Para Callegari e Wermuth (2010, p.129), a valoração constitucional de um bem jurídico não implica em absoluto a necessidade de sua tutela penal. Nem mesmo nos casos onde a Constituição explicitamente encarrega ao legislador democrático a tutela penal do bem jurídico, uma vez que neste ponto também vige o princípio de intervenção mínima e o caráter subsidiário do Direito Penal. Pode-se, então, afirmar que a dignidade do bem jurídico tem um duplo requisito: formal – sua relevância constitucional – e material – sua interferência nas esferas de liberdade alheias.

Também nesse contexto Palazzo (1989, p.80) salienta que o princípio da lesividade do delito é uma forma de delimitação do direito penal, no qual o fato não poderá se constituir ilícito se não for ofensivo. Também em nível legislativo, o princípio da lesividade (ou ofensividade), enquanto dotado de natureza constitucional, deve impedir o legislador de configurar tipos penais que já hajam sido construídos, in abstracto, como fatos indiferentes e preexistentes à norma. Em nível jurisdicional-aplicativo, a integral atuação do princípio da

lesividade deve comportar, para o juiz, o dever de excluir a subsistência do crime quando o

fato, no mais, em tudo se apresenta na conformidade do tipo, mas, ainda assim, concretamente é inofensivo ao bem jurídico específico tutelado pela norma.

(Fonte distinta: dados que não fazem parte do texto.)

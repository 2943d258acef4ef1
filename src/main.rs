//! tokentree - gitignore-aware repository scanner with token counts.
//!
//! Usage:
//!   tokentree scan [PATH]      Scan and list files with token counts
//!   tokentree rules [PATH]     Show which rule files shaped the filter
//!   tokentree watch [PATH]     Scan, then stream changes until Ctrl-C
//!   tokentree --help           Show help

use std::path::{Path, PathBuf};
use std::sync::Arc;

use clap::{Args, Parser, Subcommand, ValueEnum};
use color_eyre::eyre::{Context, Result, eyre};
use tokio::sync::broadcast::error::RecvError;
use tracing_subscriber::EnvFilter;
use tracing_subscriber::prelude::*;

use tokentree_core::{EstimateTokenCounter, FileRecord, IgnoreMode, ScanConfig};
use tokentree_session::{ScanOutcome, ScanSession, WatchEvent};

#[derive(Parser)]
#[command(
    name = "tokentree",
    version,
    about = "Gitignore-aware repository scanner with token counts",
    long_about = "tokentree walks a directory the way your rule files see it and \
                  reports every remaining file with its size and token count.\n\n\
                  Set RUST_LOG (e.g. RUST_LOG=tokentree=debug) for diagnostics."
)]
struct Cli {
    #[command(subcommand)]
    command: Command,
}

#[derive(Subcommand)]
enum Command {
    /// Scan and list files with token counts
    Scan {
        #[command(flatten)]
        target: Target,

        /// Output format
        #[arg(short, long, default_value = "text")]
        format: OutputFormat,

        /// Number of largest files (by tokens) to list; 0 lists all
        #[arg(short = 'n', long, default_value = "20")]
        top: usize,
    },

    /// Show the rule files behind the resolved filter
    Rules {
        #[command(flatten)]
        target: Target,

        /// Output format
        #[arg(short, long, default_value = "text")]
        format: OutputFormat,
    },

    /// Scan, then print change events until interrupted
    Watch {
        #[command(flatten)]
        target: Target,

        /// Output format
        #[arg(short, long, default_value = "text")]
        format: OutputFormat,
    },
}

#[derive(Args)]
struct Target {
    /// Path to scan (defaults to current directory)
    #[arg(default_value = ".")]
    path: PathBuf,

    /// How ignore rules are resolved: automatic or global
    #[arg(short, long, default_value = "automatic")]
    mode: IgnoreMode,

    /// Extra ignore pattern for global mode (repeatable)
    #[arg(short = 'i', long = "ignore")]
    ignore: Vec<String>,

    /// TOML config file
    #[arg(short, long)]
    config: Option<PathBuf>,

    /// Skip files larger than this (e.g., "512KB", "5MB")
    #[arg(long)]
    max_size: Option<String>,
}

impl Target {
    fn load_config(&self) -> Result<ScanConfig> {
        let mut config = match &self.config {
            Some(path) => ScanConfig::load(path)
                .with_context(|| format!("Failed to load config {}", path.display()))?,
            None => ScanConfig::default(),
        };
        if let Some(max_size) = &self.max_size {
            config.max_file_size = parse_size(max_size)?;
        }
        Ok(config)
    }

    fn session(&self) -> Result<ScanSession> {
        Ok(ScanSession::new(self.load_config()?, Arc::new(EstimateTokenCounter)))
    }
}

#[derive(Debug, Clone, Copy, ValueEnum, Default)]
enum OutputFormat {
    #[default]
    Text,
    Json,
}

#[tokio::main]
async fn main() -> Result<()> {
    color_eyre::install()?;
    init_tracing();

    let cli = Cli::parse();

    match cli.command {
        Command::Scan {
            target,
            format,
            top,
        } => run_scan(&target, format, top).await?,
        Command::Rules { target, format } => run_rules(&target, format).await?,
        Command::Watch { target, format } => run_watch(&target, format).await?,
    }

    Ok(())
}

fn init_tracing() {
    let filter = EnvFilter::try_from_default_env().unwrap_or_else(|_| EnvFilter::new("warn"));
    tracing_subscriber::registry()
        .with(
            tracing_subscriber::fmt::layer()
                .with_writer(std::io::stderr)
                .with_target(false),
        )
        .with(filter)
        .init();
}

/// Run a scan and display the result.
async fn run_scan(target: &Target, format: OutputFormat, top_n: usize) -> Result<()> {
    let session = target.session()?.watch_after_scan(false);
    let outcome = scan(&session, target).await?;

    match format {
        OutputFormat::Text => print_outcome(&outcome, top_n),
        OutputFormat::Json => println!("{}", serde_json::to_string_pretty(&outcome_json(&outcome))?),
    }
    Ok(())
}

/// Resolve rules and print where they came from.
async fn run_rules(target: &Target, format: OutputFormat) -> Result<()> {
    let session = target.session()?;
    let rules = session
        .resolve_rules(&target.path, target.mode, &target.ignore)
        .await
        .context("Failed to resolve ignore rules")?;

    match format {
        OutputFormat::Text => {
            println!();
            println!("{}", "─".repeat(60));
            println!(" {} ({} mode)", rules.root.display(), rules.mode);
            println!(" {} active patterns", rules.filter.len());
            println!("{}", "─".repeat(60));

            if rules.origin.is_empty() {
                println!();
                println!(" No rule files contributed.");
            }
            for (dir, lines) in &rules.origin {
                println!();
                println!(" {dir}");
                for line in lines {
                    println!("   {line}");
                }
            }
            if !rules.custom_patterns.is_empty() {
                println!();
                println!(" custom");
                for pattern in &rules.custom_patterns {
                    println!("   {pattern}");
                }
            }
            println!();
        }
        OutputFormat::Json => {
            let json = serde_json::json!({
                "root": rules.root,
                "mode": rules.mode,
                "patterns": rules.filter.patterns(),
                "origin": rules.origin,
                "custom": rules.custom_patterns,
            });
            println!("{}", serde_json::to_string_pretty(&json)?);
        }
    }
    Ok(())
}

/// Scan, then stream watch events until Ctrl-C.
async fn run_watch(target: &Target, format: OutputFormat) -> Result<()> {
    let session = target.session()?;
    let mut events = session.subscribe_changes();

    let outcome = scan(&session, target).await?;
    if !outcome.is_complete() {
        return Err(eyre!("Scan ended early ({}); not watching", outcome.status));
    }
    eprintln!(
        "Watching {} ({} files, {} tokens). Press Ctrl-C to stop.",
        outcome.rules.root.display(),
        outcome.records.len(),
        outcome.total_tokens()
    );

    loop {
        tokio::select! {
            _ = tokio::signal::ctrl_c() => break,
            event = events.recv() => match event {
                Ok(event) => print_event(&event, &outcome.rules.root, format)?,
                Err(RecvError::Lagged(skipped)) => {
                    eprintln!("Dropped {skipped} events; rescan for an exact view");
                }
                Err(RecvError::Closed) => break,
            },
        }
    }

    session.stop_watching().await;
    Ok(())
}

async fn scan(session: &ScanSession, target: &Target) -> Result<ScanOutcome> {
    eprintln!("Scanning {}...", target.path.display());
    session
        .scan(&target.path, target.mode, &target.ignore)
        .await
        .with_context(|| format!("Scan of {} failed", target.path.display()))
}

fn print_outcome(outcome: &ScanOutcome, top_n: usize) {
    let skipped = outcome.records.iter().filter(|r| r.is_skipped).count();
    let binary = outcome.records.iter().filter(|r| r.is_binary).count();

    println!();
    println!("{}", "─".repeat(70));
    println!(
        " {} - {} tokens, {}",
        outcome.rules.root.display(),
        outcome.total_tokens(),
        format_size(outcome.total_bytes())
    );
    println!(
        " {} files ({} binary, {} skipped), {} directories",
        outcome.records.len(),
        binary,
        skipped,
        outcome.progress.directories_visited
    );
    println!(
        " {} in {:.2}s",
        outcome.status,
        outcome.duration.as_secs_f64()
    );
    println!("{}", "─".repeat(70));
    println!();

    let mut records = outcome.sorted_records();
    records.sort_by(|a, b| b.token_count.cmp(&a.token_count));
    let shown = if top_n == 0 { records.len() } else { top_n };

    for record in records.iter().take(shown) {
        println!(
            " {:>9} {:>10}  {}{}",
            record.token_count,
            format_size(record.size_bytes),
            truncate(&record.relative_path, 48),
            annotation(record)
        );
    }
    if records.len() > shown {
        println!(" ... {} more", records.len() - shown);
    }
    println!();
}

fn print_event(event: &WatchEvent, root: &Path, format: OutputFormat) -> Result<()> {
    match format {
        OutputFormat::Text => match event {
            WatchEvent::Added(record) => {
                println!("+ {} ({} tokens)", record.relative_path, record.token_count)
            }
            WatchEvent::Updated(record) => {
                println!("~ {} ({} tokens)", record.relative_path, record.token_count)
            }
            WatchEvent::Removed(path) => {
                let shown = path.strip_prefix(root).unwrap_or(path);
                println!("- {}", shown.display());
            }
        },
        OutputFormat::Json => {
            let json = match event {
                WatchEvent::Added(record) => {
                    serde_json::json!({ "type": "added", "record": record.as_ref() })
                }
                WatchEvent::Updated(record) => {
                    serde_json::json!({ "type": "updated", "record": record.as_ref() })
                }
                WatchEvent::Removed(path) => serde_json::json!({ "type": "removed", "path": path }),
            };
            println!("{}", serde_json::to_string(&json)?);
        }
    }
    Ok(())
}

fn outcome_json(outcome: &ScanOutcome) -> serde_json::Value {
    let records: Vec<&FileRecord> = outcome.records.iter().map(|r| r.as_ref()).collect();
    serde_json::json!({
        "root": outcome.rules.root,
        "mode": outcome.rules.mode,
        "status": outcome.status,
        "progress": outcome.progress,
        "duration_ms": outcome.duration.as_millis() as u64,
        "total_tokens": outcome.total_tokens(),
        "records": records,
    })
}

fn annotation(record: &FileRecord) -> String {
    if let Some(error) = &record.error {
        format!("  [skipped: {error}]")
    } else if record.is_binary {
        "  [binary]".to_string()
    } else if record.is_excluded_by_default {
        "  [excluded by default]".to_string()
    } else {
        String::new()
    }
}

fn format_size(bytes: u64) -> String {
    humansize::format_size(bytes, humansize::BINARY)
}

/// Truncate a string to at most `max_len` characters.
fn truncate(s: &str, max_len: usize) -> String {
    if s.chars().count() <= max_len {
        s.to_string()
    } else {
        let kept: String = s.chars().take(max_len.saturating_sub(1)).collect();
        format!("{kept}…")
    }
}

/// Parse a size string (e.g., "1KB", "10MB", "1GB").
fn parse_size(s: &str) -> Result<u64> {
    let s = s.trim().to_uppercase();
    let digits = s.trim_end_matches(|c: char| !c.is_ascii_digit() && c != '.');
    let unit = &s[digits.len()..];

    let multiplier: u64 = match unit {
        "GB" | "G" => 1024 * 1024 * 1024,
        "MB" | "M" => 1024 * 1024,
        "KB" | "K" => 1024,
        "B" | "" => 1,
        other => return Err(eyre!("Unknown size unit {other:?}")),
    };
    let num: f64 = digits
        .parse()
        .with_context(|| format!("Invalid size {s:?}"))?;
    if !num.is_finite() || num < 0.0 {
        return Err(eyre!("Size must be a non-negative number, got {s:?}"));
    }

    Ok((num * multiplier as f64) as u64)
}

#[cfg(test)]
mod tests {
    use super::*;

    #[test]
    fn test_parse_size() {
        assert_eq!(parse_size("512").unwrap(), 512);
        assert_eq!(parse_size("1kb").unwrap(), 1024);
        assert_eq!(parse_size("5MB").unwrap(), 5 * 1024 * 1024);
        assert_eq!(parse_size("1.5K").unwrap(), 1536);
        assert!(parse_size("3 parsecs").is_err());
    }

    #[test]
    fn test_parse_size_rejects_negative_and_infinite() {
        assert!(parse_size("-5MB").is_err());
        assert!(parse_size("-1").is_err());
        assert!(parse_size("1e400").is_err());
        assert_eq!(parse_size("0").unwrap(), 0);
    }

    #[test]
    fn test_truncate() {
        assert_eq!(truncate("short", 10), "short");
        assert_eq!(truncate("a/very/long/path.rs", 8), "a/very/…");
    }

    #[test]
    fn test_cli_parses_mode_and_patterns() {
        let cli = Cli::parse_from(["tokentree", "scan", "repo", "--mode", "global", "-i", "*.md"]);
        let Command::Scan { target, .. } = cli.command else {
            panic!("expected scan");
        };
        assert_eq!(target.mode, IgnoreMode::Global);
        assert_eq!(target.ignore, vec!["*.md".to_string()]);
        assert_eq!(target.path, PathBuf::from("repo"));
    }
}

Nas palavras de Pinheiro (2010, p. 297):

Os crimes eletrônicos ou cibernéticos têm modalidades distintas, dependendo do bem jurídico tutelado. Nesse sentido, podemos dar como exemplo o crime de interceptação telefônica e de dados, que tem como bem jurídico tutelado os dados, ou seja, o que se quer é proteger a transmissão de dados e coibir o uso dessas informações para fins delituosos [...] Esse tipo penal protege também a questão da inviolabilidade de correspondências eletrônicas.

Em suma, o bem jurídico tutelado diverge dependendo do crime que está sendo cometido, seja através da internet ou dos meios costumeiros. Dessa forma, é preciso saber o crime que foi cometido para saber qual é o bem jurídico protegido.